Philadelphia Phillies – No. 38
- Second baseman / Coach
- Born: Francisco Figueroa February 19, 1983 (age 43) Miami, Florida, U.S.
- Bats: RightThrows: Right
- Stats at Baseball Reference

Teams
- As coach Philadelphia Phillies (2019–present);

= Paco Figueroa =

American baseball coach (born 1983)

Francisco "Paco" Figueroa (born 19 February 1983) is an American-born Spanish baseball coach and former professional baseball second baseman. Born in the United States, he represented Spain internationally. He is the first base, outfield, and base running coach for the Philadelphia Phillies of Major League Baseball (MLB).

==Baseball career==
Figueroa was born in Miami, Florida to a Spanish father and a Cuban mother. He played baseball at Gulliver Prep High School and was drafted by the Atlanta Braves in the 42nd round of the 2001 MLB draft but did not sign, opting instead to attend the University of Miami. In 2003, he played collegiate summer baseball with the Brewster Whitecaps of the Cape Cod Baseball League, and returned to the league in 2004 to play for the Bourne Braves. He was drafted again, this time by the Baltimore Orioles in the 9th round of the 2005 MLB draft.

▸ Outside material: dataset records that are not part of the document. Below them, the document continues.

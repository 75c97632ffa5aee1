//! Background refresh coordination
//!
//! Runs refreshes of stale entries as tokio tasks while guaranteeing that at
//! most one refresh per key is in flight. Callers never wait on a refresh and
//! never see its errors; the coordinator observes every completion itself to
//! release the key's slot and to decide whether to persist the result.

use std::collections::HashSet;
use std::future::Future;
use std::panic::AssertUnwindSafe;
use std::sync::atomic::{AtomicUsize, Ordering};
use std::sync::Arc;

use futures::FutureExt;
use parking_lot::Mutex;
use serde::Serialize;
use tokio::runtime::Handle;
use tokio::sync::Notify;
use tracing::Instrument;

use super::store::CacheStore;
use crate::error::FetchError;

struct Inner {
    store: CacheStore,
    /// Keys with a background refresh currently running
    in_flight: Mutex<HashSet<String>>,
    /// Refresh tasks not yet finished, including their persistence step
    active: AtomicUsize,
    idle: Notify,
}

/// Schedules background refreshes, coalescing concurrent requests per key
///
/// Cloning yields a handle to the same flight set.
#[derive(Clone)]
pub struct RefreshCoordinator {
    inner: Arc<Inner>,
}

impl std::fmt::Debug for RefreshCoordinator {
    fn fmt(&self, f: &mut std::fmt::Formatter<'_>) -> std::fmt::Result {
        f.debug_struct("RefreshCoordinator")
            .field("store", &self.inner.store)
            .field("in_flight", &self.in_flight_count())
            .finish()
    }
}

/// Holds a key's flight-set membership; dropping it releases the key
///
/// Dropping also happens on panic or when the runtime discards the task, so
/// a key can never stay blocked.
struct FlightSlot {
    inner: Arc<Inner>,
    key: String,
}

impl Drop for FlightSlot {
    fn drop(&mut self) {
        self.inner.in_flight.lock().remove(&self.key);
    }
}

/// Counts a running refresh task until dropped
struct ActiveTask {
    inner: Arc<Inner>,
}

impl ActiveTask {
    fn start(inner: Arc<Inner>) -> Self {
        inner.active.fetch_add(1, Ordering::AcqRel);
        Self { inner }
    }
}

impl Drop for ActiveTask {
    fn drop(&mut self) {
        if self.inner.active.fetch_sub(1, Ordering::AcqRel) == 1 {
            self.inner.idle.notify_waiters();
        }
    }
}

impl RefreshCoordinator {
    /// Creates a coordinator that persists successful refreshes into `store`
    pub fn new(store: CacheStore) -> Self {
        Self {
            inner: Arc::new(Inner {
                store,
                in_flight: Mutex::new(HashSet::new()),
                active: AtomicUsize::new(0),
                idle: Notify::new(),
            }),
        }
    }

    /// Starts a background refresh of `key` unless one is already running
    ///
    /// Returns `true` if `fetch` was scheduled, `false` if the request was
    /// coalesced into a running refresh (or no tokio runtime is available).
    /// On success the payload replaces the stored entry; on failure the
    /// stored entry is left as it was and the error is only logged.
    pub fn try_start_refresh<T, F, Fut>(&self, key: &str, fetch: F) -> bool
    where
        T: Serialize + Send + 'static,
        F: FnOnce() -> Fut + Send + 'static,
        Fut: Future<Output = Result<T, FetchError>> + Send + 'static,
    {
        let Ok(handle) = Handle::try_current() else {
            tracing::warn!(key = %key, "No tokio runtime, skipping background refresh");
            return false;
        };

        if !self.inner.in_flight.lock().insert(key.to_string()) {
            tracing::debug!(key = %key, "Refresh already in flight");
            return false;
        }

        let slot = FlightSlot {
            inner: Arc::clone(&self.inner),
            key: key.to_string(),
        };
        let task = ActiveTask::start(Arc::clone(&self.inner));
        let store = self.inner.store.clone();
        let key = key.to_string();

        tracing::info!(key = %key, "Background refresh accepted");

        let span = tracing::info_span!("refresh", key = %key);
        handle.spawn(
            async move {
                let _task = task;
                let result = AssertUnwindSafe(async move { fetch().await })
                    .catch_unwind()
                    .await;

                // Free the key before anything is persisted
                drop(slot);

                match result {
                    Ok(Ok(payload)) => match store.put(&key, &payload) {
                        Ok(()) => tracing::info!("Refreshed entry stored"),
                        Err(e) => tracing::warn!(error = %e, "Failed to store refreshed entry"),
                    },
                    Ok(Err(e)) => {
                        tracing::warn!(error = %e, "Background refresh failed, keeping stale entry")
                    }
                    Err(_) => tracing::warn!("Background refresh panicked, keeping stale entry"),
                }
            }
            .instrument(span),
        );

        true
    }

    /// Returns true if a refresh for `key` is currently running
    pub fn is_in_flight(&self, key: &str) -> bool {
        self.inner.in_flight.lock().contains(key)
    }

    /// Number of keys currently being refreshed
    pub fn in_flight_count(&self) -> usize {
        self.inner.in_flight.lock().len()
    }

    /// Waits until every accepted refresh has finished, including storing its result
    ///
    /// Returns immediately when nothing is running.
    pub async fn wait_idle(&self) {
        loop {
            let notified = self.inner.idle.notified();
            tokio::pin!(notified);
            notified.as_mut().enable();

            if self.inner.active.load(Ordering::Acquire) == 0 {
                return;
            }
            notified.await;
        }
    }
}

#[cfg(test)]
mod tests {
    use super::*;
    use crate::cache::store::CacheEntry;
    use tempfile::TempDir;

    fn create_test_coordinator() -> (RefreshCoordinator, CacheStore, TempDir) {
        let temp_dir = TempDir::new().expect("Failed to create temp directory");
        let store = CacheStore::new(temp_dir.path());
        (RefreshCoordinator::new(store.clone()), store, temp_dir)
    }

    #[tokio::test]
    async fn test_accepted_refresh_stores_payload() {
        let (coordinator, store, _temp_dir) = create_test_coordinator();

        let accepted = coordinator.try_start_refresh("alice", || async { Ok("fresh".to_string()) });
        assert!(accepted);

        coordinator.wait_idle().await;

        let entry: CacheEntry<String> = store.get("alice").expect("Refresh should persist");
        assert_eq!(entry.payload, "fresh");
        assert!(!coordinator.is_in_flight("alice"));
    }

    #[tokio::test]
    async fn test_second_refresh_is_coalesced_while_first_runs() {
        let (coordinator, _store, _temp_dir) = create_test_coordinator();
        let gate = Arc::new(Notify::new());

        let g = Arc::clone(&gate);
        assert!(coordinator.try_start_refresh("alice", move || async move {
            g.notified().await;
            Ok(1u32)
        }));
        assert!(coordinator.is_in_flight("alice"));
        assert!(!coordinator.try_start_refresh("alice", || async { Ok(2u32) }));

        gate.notify_one();
        coordinator.wait_idle().await;
        assert_eq!(coordinator.in_flight_count(), 0);
    }

    #[tokio::test]
    async fn test_different_keys_refresh_independently() {
        let (coordinator, store, _temp_dir) = create_test_coordinator();

        assert!(coordinator.try_start_refresh("alice", || async { Ok("a") }));
        assert!(coordinator.try_start_refresh("bob", || async { Ok("b") }));

        coordinator.wait_idle().await;

        assert_eq!(store.get::<String>("alice").unwrap().payload, "a");
        assert_eq!(store.get::<String>("bob").unwrap().payload, "b");
    }

    #[tokio::test]
    async fn test_failed_refresh_releases_key_and_keeps_entry() {
        let (coordinator, store, _temp_dir) = create_test_coordinator();
        store.put("alice", &"old".to_string()).unwrap();

        assert!(coordinator.try_start_refresh("alice", || async {
            Err::<String, _>(FetchError::Transient("rate limited".into()))
        }));
        coordinator.wait_idle().await;

        assert!(!coordinator.is_in_flight("alice"));
        assert_eq!(store.get::<String>("alice").unwrap().payload, "old");

        // The key can be refreshed again
        assert!(coordinator.try_start_refresh("alice", || async { Ok("new".to_string()) }));
        coordinator.wait_idle().await;
        assert_eq!(store.get::<String>("alice").unwrap().payload, "new");
    }

    #[tokio::test]
    async fn test_panicking_refresh_releases_key() {
        let (coordinator, store, _temp_dir) = create_test_coordinator();

        assert!(coordinator.try_start_refresh("alice", || async {
            if true {
                panic!("scraper blew up");
            }
            Ok(0u8)
        }));
        coordinator.wait_idle().await;

        assert!(!coordinator.is_in_flight("alice"));
        assert!(store.get::<u8>("alice").is_none());
    }

    #[tokio::test]
    async fn test_store_failure_still_releases_key() {
        let temp_dir = TempDir::new().expect("Failed to create temp directory");
        let blocker = temp_dir.path().join("blocker");
        std::fs::write(&blocker, b"not a directory").unwrap();
        let coordinator = RefreshCoordinator::new(CacheStore::new(&blocker));

        assert!(coordinator.try_start_refresh("alice", || async { Ok(1u8) }));
        coordinator.wait_idle().await;

        assert!(!coordinator.is_in_flight("alice"));
        assert!(coordinator.try_start_refresh("alice", || async { Ok(2u8) }));
        coordinator.wait_idle().await;
    }

    #[test]
    fn test_without_runtime_refresh_is_not_started() {
        let (coordinator, _store, _temp_dir) = create_test_coordinator();
        let calls = Arc::new(AtomicUsize::new(0));

        let c = Arc::clone(&calls);
        let accepted = coordinator.try_start_refresh("alice", move || {
            c.fetch_add(1, Ordering::SeqCst);
            async { Ok(1u8) }
        });

        assert!(!accepted);
        assert!(!coordinator.is_in_flight("alice"));
        assert_eq!(calls.load(Ordering::SeqCst), 0);
    }

    #[tokio::test]
    async fn test_wait_idle_returns_immediately_when_nothing_runs() {
        let (coordinator, _store, _temp_dir) = create_test_coordinator();
        coordinator.wait_idle().await;
    }
}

He played in the Orioles system through 2010 and spent a year in AA with the Philadelphia Phillies in 2011. In 2012, he was with the Southern Maryland Blue Crabs in the Atlantic League of Professional Baseball.

In seven minor league seasons playing shortstop, second base, and outfield he batted .285/.366/.370 with 8 home runs and 72 stolen bases in 1,798 at bats.

He also played for the Spain national baseball team in the 2009 Baseball World Cup, where he won the "Best Batter" award, and the 2013 World Baseball Classic.

Figueroa was named the first base, outfield, and base running coach for the Philadelphia Phillies prior to the 2019 season.

==Personal life==
His identical twin brother, Daniel Figueroa, was his teammate at Miami. Both were drafted by the Orioles in 2005, and they played together in the minors and with the Spanish national team.